# Aim of the task
Where a line below includes the word "LlmProvider", copy that line.

# Information supplied
__________

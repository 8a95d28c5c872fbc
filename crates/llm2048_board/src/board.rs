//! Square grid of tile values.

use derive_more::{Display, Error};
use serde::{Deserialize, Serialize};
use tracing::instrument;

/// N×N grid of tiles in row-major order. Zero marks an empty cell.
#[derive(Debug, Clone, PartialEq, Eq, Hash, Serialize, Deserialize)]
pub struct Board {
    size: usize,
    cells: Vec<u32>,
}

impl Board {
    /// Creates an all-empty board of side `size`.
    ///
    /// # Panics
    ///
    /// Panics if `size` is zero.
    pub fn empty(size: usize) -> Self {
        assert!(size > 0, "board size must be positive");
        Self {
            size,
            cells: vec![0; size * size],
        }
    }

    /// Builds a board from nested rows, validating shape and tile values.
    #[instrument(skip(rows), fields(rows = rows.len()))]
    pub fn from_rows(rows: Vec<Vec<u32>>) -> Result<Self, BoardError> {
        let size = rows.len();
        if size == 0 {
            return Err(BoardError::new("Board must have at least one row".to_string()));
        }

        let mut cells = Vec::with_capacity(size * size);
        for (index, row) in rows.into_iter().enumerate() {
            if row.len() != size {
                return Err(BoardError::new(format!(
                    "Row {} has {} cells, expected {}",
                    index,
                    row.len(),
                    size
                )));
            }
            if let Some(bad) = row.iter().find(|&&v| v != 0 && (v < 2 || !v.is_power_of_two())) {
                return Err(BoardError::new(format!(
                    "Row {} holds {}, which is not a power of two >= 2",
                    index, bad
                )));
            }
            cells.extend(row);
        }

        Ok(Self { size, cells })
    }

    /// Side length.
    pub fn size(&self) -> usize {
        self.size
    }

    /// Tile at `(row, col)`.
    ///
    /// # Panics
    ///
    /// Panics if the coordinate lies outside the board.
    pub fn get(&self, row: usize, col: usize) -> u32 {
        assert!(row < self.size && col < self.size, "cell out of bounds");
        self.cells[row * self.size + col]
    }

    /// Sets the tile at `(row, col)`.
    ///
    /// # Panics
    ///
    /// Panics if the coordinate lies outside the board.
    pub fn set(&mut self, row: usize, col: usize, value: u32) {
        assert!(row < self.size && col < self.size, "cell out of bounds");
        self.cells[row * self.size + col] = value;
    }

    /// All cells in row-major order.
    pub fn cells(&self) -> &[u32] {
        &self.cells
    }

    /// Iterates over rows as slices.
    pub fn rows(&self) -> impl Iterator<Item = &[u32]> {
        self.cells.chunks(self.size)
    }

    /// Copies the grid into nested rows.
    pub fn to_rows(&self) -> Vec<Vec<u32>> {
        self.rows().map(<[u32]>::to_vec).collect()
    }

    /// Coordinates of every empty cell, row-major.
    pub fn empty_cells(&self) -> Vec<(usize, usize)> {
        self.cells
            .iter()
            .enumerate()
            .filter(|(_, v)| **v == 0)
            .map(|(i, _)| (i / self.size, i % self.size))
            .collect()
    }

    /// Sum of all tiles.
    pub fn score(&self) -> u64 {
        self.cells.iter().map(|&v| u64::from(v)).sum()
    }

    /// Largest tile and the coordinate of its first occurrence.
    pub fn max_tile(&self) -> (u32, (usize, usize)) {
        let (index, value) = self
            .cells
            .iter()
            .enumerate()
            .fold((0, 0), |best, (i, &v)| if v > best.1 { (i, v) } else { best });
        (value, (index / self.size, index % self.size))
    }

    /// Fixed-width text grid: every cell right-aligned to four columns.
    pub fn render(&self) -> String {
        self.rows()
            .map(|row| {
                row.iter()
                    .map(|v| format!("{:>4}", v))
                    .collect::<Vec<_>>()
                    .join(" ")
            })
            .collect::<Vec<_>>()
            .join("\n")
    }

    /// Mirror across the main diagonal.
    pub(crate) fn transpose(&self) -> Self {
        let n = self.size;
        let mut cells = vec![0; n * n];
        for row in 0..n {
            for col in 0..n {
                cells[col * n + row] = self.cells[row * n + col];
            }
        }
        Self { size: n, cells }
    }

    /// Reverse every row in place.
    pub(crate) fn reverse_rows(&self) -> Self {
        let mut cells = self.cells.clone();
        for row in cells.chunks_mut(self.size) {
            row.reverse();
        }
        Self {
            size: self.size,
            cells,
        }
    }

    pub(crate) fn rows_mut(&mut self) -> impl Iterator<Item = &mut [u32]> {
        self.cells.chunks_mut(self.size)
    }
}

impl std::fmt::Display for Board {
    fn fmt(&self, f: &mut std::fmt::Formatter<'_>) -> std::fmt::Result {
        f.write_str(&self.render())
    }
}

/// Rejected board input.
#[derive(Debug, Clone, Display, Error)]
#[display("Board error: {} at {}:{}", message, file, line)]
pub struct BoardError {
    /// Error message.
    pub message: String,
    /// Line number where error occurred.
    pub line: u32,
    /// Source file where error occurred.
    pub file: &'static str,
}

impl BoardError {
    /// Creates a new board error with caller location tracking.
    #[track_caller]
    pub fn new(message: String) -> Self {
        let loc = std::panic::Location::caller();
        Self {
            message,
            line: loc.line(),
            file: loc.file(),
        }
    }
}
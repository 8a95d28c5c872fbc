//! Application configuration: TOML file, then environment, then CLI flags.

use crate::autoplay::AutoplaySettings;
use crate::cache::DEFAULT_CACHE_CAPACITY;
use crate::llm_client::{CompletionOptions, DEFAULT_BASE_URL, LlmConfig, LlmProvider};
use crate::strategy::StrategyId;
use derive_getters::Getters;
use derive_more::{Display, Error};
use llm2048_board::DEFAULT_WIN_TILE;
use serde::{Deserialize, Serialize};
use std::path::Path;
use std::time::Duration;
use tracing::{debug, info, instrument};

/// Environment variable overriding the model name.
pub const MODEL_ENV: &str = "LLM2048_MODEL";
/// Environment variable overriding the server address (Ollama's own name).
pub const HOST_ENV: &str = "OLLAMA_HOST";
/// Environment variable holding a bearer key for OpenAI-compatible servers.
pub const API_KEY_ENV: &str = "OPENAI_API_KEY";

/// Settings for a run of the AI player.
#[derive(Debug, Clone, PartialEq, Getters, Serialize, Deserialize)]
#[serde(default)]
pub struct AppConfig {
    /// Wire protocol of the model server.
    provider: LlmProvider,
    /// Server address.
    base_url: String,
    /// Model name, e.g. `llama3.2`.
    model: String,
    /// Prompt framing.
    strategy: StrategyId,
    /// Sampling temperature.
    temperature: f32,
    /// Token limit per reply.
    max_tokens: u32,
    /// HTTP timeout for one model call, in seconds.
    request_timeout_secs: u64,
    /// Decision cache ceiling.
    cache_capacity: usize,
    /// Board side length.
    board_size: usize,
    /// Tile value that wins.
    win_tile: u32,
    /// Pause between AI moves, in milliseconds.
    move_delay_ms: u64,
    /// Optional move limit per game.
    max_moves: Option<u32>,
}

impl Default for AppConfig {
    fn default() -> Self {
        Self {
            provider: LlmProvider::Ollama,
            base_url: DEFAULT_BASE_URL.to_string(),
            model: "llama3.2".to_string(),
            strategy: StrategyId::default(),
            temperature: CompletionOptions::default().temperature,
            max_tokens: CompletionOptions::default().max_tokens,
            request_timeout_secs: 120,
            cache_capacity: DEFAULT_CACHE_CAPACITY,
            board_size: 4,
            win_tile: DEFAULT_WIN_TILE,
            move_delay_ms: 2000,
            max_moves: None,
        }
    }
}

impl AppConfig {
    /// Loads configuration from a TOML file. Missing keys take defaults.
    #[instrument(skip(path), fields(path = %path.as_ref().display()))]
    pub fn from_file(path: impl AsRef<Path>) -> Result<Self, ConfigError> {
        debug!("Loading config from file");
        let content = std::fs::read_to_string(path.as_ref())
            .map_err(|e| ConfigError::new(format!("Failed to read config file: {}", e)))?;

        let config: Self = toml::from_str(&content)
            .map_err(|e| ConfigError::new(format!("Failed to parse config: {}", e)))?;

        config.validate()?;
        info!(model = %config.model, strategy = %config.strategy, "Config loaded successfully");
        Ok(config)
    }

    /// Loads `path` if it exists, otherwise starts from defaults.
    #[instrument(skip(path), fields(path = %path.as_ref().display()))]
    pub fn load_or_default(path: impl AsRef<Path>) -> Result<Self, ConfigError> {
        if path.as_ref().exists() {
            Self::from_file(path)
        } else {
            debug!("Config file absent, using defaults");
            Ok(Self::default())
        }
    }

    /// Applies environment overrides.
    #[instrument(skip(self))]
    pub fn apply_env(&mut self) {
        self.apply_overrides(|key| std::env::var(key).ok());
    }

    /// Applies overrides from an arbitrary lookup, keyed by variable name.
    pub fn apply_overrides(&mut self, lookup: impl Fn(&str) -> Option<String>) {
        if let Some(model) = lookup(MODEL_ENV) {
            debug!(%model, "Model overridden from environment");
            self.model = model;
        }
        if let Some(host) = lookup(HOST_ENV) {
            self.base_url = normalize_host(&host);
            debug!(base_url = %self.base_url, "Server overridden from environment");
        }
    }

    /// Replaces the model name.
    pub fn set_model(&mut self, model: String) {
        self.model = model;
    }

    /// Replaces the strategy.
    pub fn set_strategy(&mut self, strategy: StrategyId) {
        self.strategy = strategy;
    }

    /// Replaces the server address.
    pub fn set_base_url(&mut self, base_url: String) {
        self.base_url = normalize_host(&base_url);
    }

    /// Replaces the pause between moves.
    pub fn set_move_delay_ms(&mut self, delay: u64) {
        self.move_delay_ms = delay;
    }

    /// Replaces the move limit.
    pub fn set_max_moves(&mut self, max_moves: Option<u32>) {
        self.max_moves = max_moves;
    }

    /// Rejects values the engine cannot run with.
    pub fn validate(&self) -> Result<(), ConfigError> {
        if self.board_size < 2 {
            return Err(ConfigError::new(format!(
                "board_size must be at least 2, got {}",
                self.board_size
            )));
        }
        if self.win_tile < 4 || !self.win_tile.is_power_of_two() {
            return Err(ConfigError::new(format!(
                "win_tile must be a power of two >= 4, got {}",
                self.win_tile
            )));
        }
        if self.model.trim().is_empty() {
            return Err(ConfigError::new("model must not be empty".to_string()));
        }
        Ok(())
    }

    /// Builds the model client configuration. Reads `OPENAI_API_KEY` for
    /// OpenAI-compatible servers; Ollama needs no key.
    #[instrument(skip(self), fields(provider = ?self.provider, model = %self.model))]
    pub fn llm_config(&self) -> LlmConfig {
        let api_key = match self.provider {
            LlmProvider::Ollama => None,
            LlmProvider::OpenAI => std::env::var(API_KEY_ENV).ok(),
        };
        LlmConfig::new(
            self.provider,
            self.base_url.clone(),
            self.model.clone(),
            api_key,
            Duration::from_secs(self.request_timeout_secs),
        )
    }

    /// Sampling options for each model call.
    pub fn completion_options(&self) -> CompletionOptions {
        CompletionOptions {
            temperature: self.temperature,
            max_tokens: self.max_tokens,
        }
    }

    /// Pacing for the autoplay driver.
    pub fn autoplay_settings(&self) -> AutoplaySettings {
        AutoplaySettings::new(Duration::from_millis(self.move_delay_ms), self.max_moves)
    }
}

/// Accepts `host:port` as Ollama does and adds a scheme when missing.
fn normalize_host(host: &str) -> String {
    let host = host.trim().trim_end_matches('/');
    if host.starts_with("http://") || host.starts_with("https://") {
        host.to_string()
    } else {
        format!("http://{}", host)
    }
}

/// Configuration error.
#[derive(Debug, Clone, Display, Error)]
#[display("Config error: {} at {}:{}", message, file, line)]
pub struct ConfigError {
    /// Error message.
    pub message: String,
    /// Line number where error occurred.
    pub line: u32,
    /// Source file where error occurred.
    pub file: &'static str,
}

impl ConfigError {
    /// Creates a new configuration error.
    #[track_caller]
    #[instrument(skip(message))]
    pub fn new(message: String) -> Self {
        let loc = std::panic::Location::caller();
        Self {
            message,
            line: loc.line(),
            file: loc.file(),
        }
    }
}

__________

# Answer to this problem
use crate::llm_client::{CompletionOptions, DEFAULT_BASE_URL, LlmConfig, LlmProvider};
    provider: LlmProvider,
            provider: LlmProvider::Ollama,
            LlmProvider::Ollama => None,
            LlmProvider::OpenAI => std::env::var(API_KEY_ENV).ok(),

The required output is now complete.